How to deal with slugs and snails 
a hail storm two inches deep
then Mozart’s Requiem to thunderous applause.

26

What turmoil in the garden 
wreckage everywhere
we’ll have to wait to see what Mother Earth can do.

27

So very cold this afternoon 
a most unpleasant month of June.

28

What’s it like out there?

29

Every place is a gateway 
to the beyond within your mind.

30

Just a few minutes of hail
I’ll be clearing up for weeks.

Monday, 20 June 2016

Luxurious growth


The three months of Summer are called the period of luxurious growth.
The breaths of Heaven and Earth intermingle and are beneficial.
Everything is in bloom and begins to bear fruit.
After a night of sleep people should get up early in the morning.
They should not weary during daytime and they should not allow their minds to become angry.
They should enable the best parts of their body and spirit to develop; they should enable their breath to communicate with the outside world; and they should act as though they loved everything outside.
All this is in harmony with the atmosphere of Summer and all this is the method for the protection of one’s development.

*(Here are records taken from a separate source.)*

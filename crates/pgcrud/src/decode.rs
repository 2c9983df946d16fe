//! Generic row decoding into ordered [`Record`]s.

use crate::error::{DbError, DbResult};
use crate::value::{Record, Value};
use std::error::Error;
use std::net::IpAddr;
use tokio_postgres::Row;
use tokio_postgres::types::{FromSql, Kind, Type};

/// A result row whose columns can be scanned into [`Value`]s.
pub trait ScanRow {
    /// Number of columns in the row.
    fn width(&self) -> usize;

    /// Column name as reported by the server.
    fn column_name(&self, idx: usize) -> &str;

    /// Decode column `idx`. SQL `NULL` becomes [`Value::Null`].
    fn scan(&self, idx: usize) -> DbResult<Value>;
}

impl ScanRow for Row {
    fn width(&self) -> usize {
        self.len()
    }

    fn column_name(&self, idx: usize) -> &str {
        self.columns()[idx].name()
    }

    fn scan(&self, idx: usize) -> DbResult<Value> {
        scan_column(self, idx).map_err(|e| {
            DbError::scan(format!("column '{}': {e}", self.columns()[idx].name()))
        })
    }
}

/// Decode every row, keying values by `columns`.
///
/// `columns` is the resolved select list (see
/// [`ColumnRef::record_key`](crate::ColumnRef::record_key)). A select list of
/// exactly `*` keys each row by the server's column names instead.
///
/// Fails on the first row that cannot be decoded; nothing decoded so far is
/// returned in that case.
pub fn decode<R, I>(rows: I, columns: &[String]) -> DbResult<Vec<Record>>
where
    R: ScanRow,
    I: IntoIterator<Item = R>,
{
    let wildcard = is_wildcard(columns);
    rows.into_iter()
        .map(|row| decode_row(&row, columns, wildcard))
        .collect()
}

fn is_wildcard(columns: &[String]) -> bool {
    matches!(columns, [only] if only.trim() == "*")
}

fn decode_row<R: ScanRow>(row: &R, columns: &[String], wildcard: bool) -> DbResult<Record> {
    let width = row.width();
    if !wildcard && width != columns.len() {
        return Err(DbError::scan(format!(
            "row has {width} columns, select list has {}",
            columns.len()
        )));
    }

    let slots = (0..width)
        .map(|idx| row.scan(idx))
        .collect::<DbResult<Vec<Value>>>()?;

    let mut record = Record::with_capacity(width);
    for (idx, value) in slots.into_iter().enumerate() {
        let key = if wildcard {
            row.column_name(idx).to_string()
        } else {
            columns[idx].clone()
        };
        record.insert(key, value);
    }
    Ok(record)
}

type ScanResult = Result<Value, Box<dyn Error + Sync + Send>>;

fn get<'a, T: FromSql<'a>>(row: &'a Row, idx: usize, wrap: impl FnOnce(T) -> Value) -> ScanResult {
    Ok(row.try_get::<_, Option<T>>(idx)?.map_or(Value::Null, wrap))
}

fn get_array<'a, T: FromSql<'a>>(row: &'a Row, idx: usize, wrap: impl Fn(T) -> Value) -> ScanResult {
    let Some(items) = row.try_get::<_, Option<Vec<Option<T>>>>(idx)? else {
        return Ok(Value::Null);
    };
    Ok(Value::Array(
        items
            .into_iter()
            .map(|item| item.map_or(Value::Null, &wrap))
            .collect(),
    ))
}

fn scan_column(row: &Row, idx: usize) -> ScanResult {
    let ty = row.columns()[idx].type_();
    match *ty {
        Type::BOOL => get(row, idx, Value::Bool),
        Type::INT2 => get(row, idx, |v: i16| Value::Int(v.into())),
        Type::INT4 => get(row, idx, |v: i32| Value::Int(v.into())),
        Type::INT8 => get(row, idx, Value::Int),
        Type::OID => get(row, idx, |v: u32| Value::Int(v.into())),
        Type::FLOAT4 => get(row, idx, |v: f32| Value::Float(v.into())),
        Type::FLOAT8 => get(row, idx, Value::Float),
        Type::TEXT | Type::VARCHAR | Type::BPCHAR | Type::NAME | Type::UNKNOWN => {
            get(row, idx, Value::Text)
        }
        Type::BYTEA => get(row, idx, Value::Bytes),
        Type::TIMESTAMP => get(row, idx, Value::Timestamp),
        Type::TIMESTAMPTZ => get(row, idx, Value::TimestampTz),
        Type::DATE => get(row, idx, Value::Date),
        Type::TIME => get(row, idx, Value::Time),
        Type::UUID => get(row, idx, Value::Uuid),
        Type::JSON | Type::JSONB => get(row, idx, Value::Json),
        #[cfg(feature = "rust_decimal")]
        Type::NUMERIC => get(row, idx, Value::Numeric),

        Type::BOOL_ARRAY => get_array(row, idx, Value::Bool),
        Type::INT2_ARRAY => get_array(row, idx, |v: i16| Value::Int(v.into())),
        Type::INT4_ARRAY => get_array(row, idx, |v: i32| Value::Int(v.into())),
        Type::INT8_ARRAY => get_array(row, idx, Value::Int),
        Type::FLOAT4_ARRAY => get_array(row, idx, |v: f32| Value::Float(v.into())),
        Type::FLOAT8_ARRAY => get_array(row, idx, Value::Float),
        Type::TEXT_ARRAY | Type::VARCHAR_ARRAY | Type::BPCHAR_ARRAY | Type::NAME_ARRAY => {
            get_array(row, idx, Value::Text)
        }
        Type::UUID_ARRAY => get_array(row, idx, Value::Uuid),
        Type::OID_ARRAY => get_array(row, idx, |v: u32| Value::Int(v.into())),
        Type::BYTEA_ARRAY => get_array(row, idx, Value::Bytes),
        Type::TIMESTAMP_ARRAY => get_array(row, idx, Value::Timestamp),
        Type::TIMESTAMPTZ_ARRAY => get_array(row, idx, Value::TimestampTz),
        Type::DATE_ARRAY => get_array(row, idx, Value::Date),
        Type::TIME_ARRAY => get_array(row, idx, Value::Time),
        Type::JSON_ARRAY | Type::JSONB_ARRAY => get_array(row, idx, Value::Json),
        #[cfg(feature = "rust_decimal")]
        Type::NUMERIC_ARRAY => get_array(row, idx, Value::Numeric),

        Type::INET => get(row, idx, |v: IpAddr| Value::Text(v.to_string())),
        Type::VOID => Ok(Value::Null),

        _ if is_enum(ty) => get(row, idx, |v: EnumLabel| Value::Text(v.0)),
        _ if matches!(ty.kind(), Kind::Array(member) if is_enum(member)) => {
            get_array(row, idx, |v: EnumLabel| Value::Text(v.0))
        }
        // citext, ltree and other text-like extension types
        _ if <String as FromSql<'_>>::accepts(ty) => get(row, idx, Value::Text),
        _ if <Vec<String> as FromSql<'_>>::accepts(ty) => get_array(row, idx, Value::Text),
        _ => match row.try_get::<_, Option<Opaque>>(idx)? {
            None => Ok(Value::Null),
            Some(Opaque) => Err(format!("unsupported column type '{}'", ty.name()).into()),
        },
    }
}

fn is_enum(ty: &Type) -> bool {
    matches!(ty.kind(), Kind::Enum(_))
}

/// Label of a user-defined enum value; sent as text in the binary protocol.
struct EnumLabel(String);

impl<'a> FromSql<'a> for EnumLabel {
    fn from_sql(_: &Type, raw: &'a [u8]) -> Result<Self, Box<dyn Error + Sync + Send>> {
        Ok(Self(std::str::from_utf8(raw)?.to_string()))
    }

    fn accepts(ty: &Type) -> bool {
        is_enum(ty)
    }
}

/// A non-NULL cell of a type with no [`Value`] mapping.
struct Opaque;

impl<'a> FromSql<'a> for Opaque {
    fn from_sql(_: &Type, _: &'a [u8]) -> Result<Self, Box<dyn Error + Sync + Send>> {
        Ok(Self)
    }

    fn accepts(_: &Type) -> bool {
        true
    }
}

From The Yellow Emperor’s Classic of Internal Medicine, translated by Ilza Veith (Berkeley, 1966).

To be one with nature

Saigyo in traditional poetry, Sogi in linked verse, Sesshu in painting, Rikyu in tea ceremony, and indeed all who have achieved real excellence in any art, possess one thing in common, that is, a mind to obey nature, to be one with nature, throughout the four seasons of the year.

From Matsuo Basho 'The Records of a Travel-worn Satchel', translated by Nobuyuki Yuasa in The Narrow Road to the Deep North and Other Travel Sketches (London, 1966).


Sunday, 24 April 2016

Refugee Tales


... For all that the Tales focused attention on traumatic and unjust events, the walk itself was charged with relief. For those of us who had been detained, this sense of relief came from being freely out and about, a way of being in space that for some hadn't been available for several years. For others the relief came of ocupying a space in a way that was not governed by the prevailing discourse.

The walking itself was the key. As the environment altered day by day, so the project's shared reality itself became dynamic. With each new situation - each new formation of people or landscape - new possibilities of conversation emerged. Other forms of conduct were not just theoretically possible but were, however temporarily, actually the case ...

From David Herd on Refugee Tales in Resurgence 295, March/April 2016.

Sunday, 20 March 2016

The beginning and development of life


The three months of spring are called the period of the beginning and development of life.
The breaths of Heaven and Earth are prepared to give birth; thus everything is developing and flourishing.
After a night of sleep people should get up early in the morning; they should walk briskly around the yard; they should loosen their hair and slow down their body movements; by these means they can fulfill their wish to live healthfully.
During this period one's body should be encouraged to live and not be killed; one should give to it freely and not take away from it; one should reward it and not punish it.
All this is in harmony with the breath of Spring and all this is the method for the protection of one's life.

From The Yellow Emperor’s Classic of Internal Medicine, translated by Ilza Veith (Berkeley, 1966).

Monday, 22 February 2016

Untitled


Approaching the Chinese:
Nature sustains itself
without my words.

Monday, 18 January 2016

On Cold Mountain Road


On Cold Mountain Road
no one arrives
those who walk it
are called ten names
cicadas sing
crows don't screech
yellow leaves fall
white clouds sweep
rocks are huge
woods are deep
I live here alone
I'm called the Guide
look around
what are my signs

From The Collected Songs of Cold Mountain, translated by Red Pine (Port Townsend, 2000).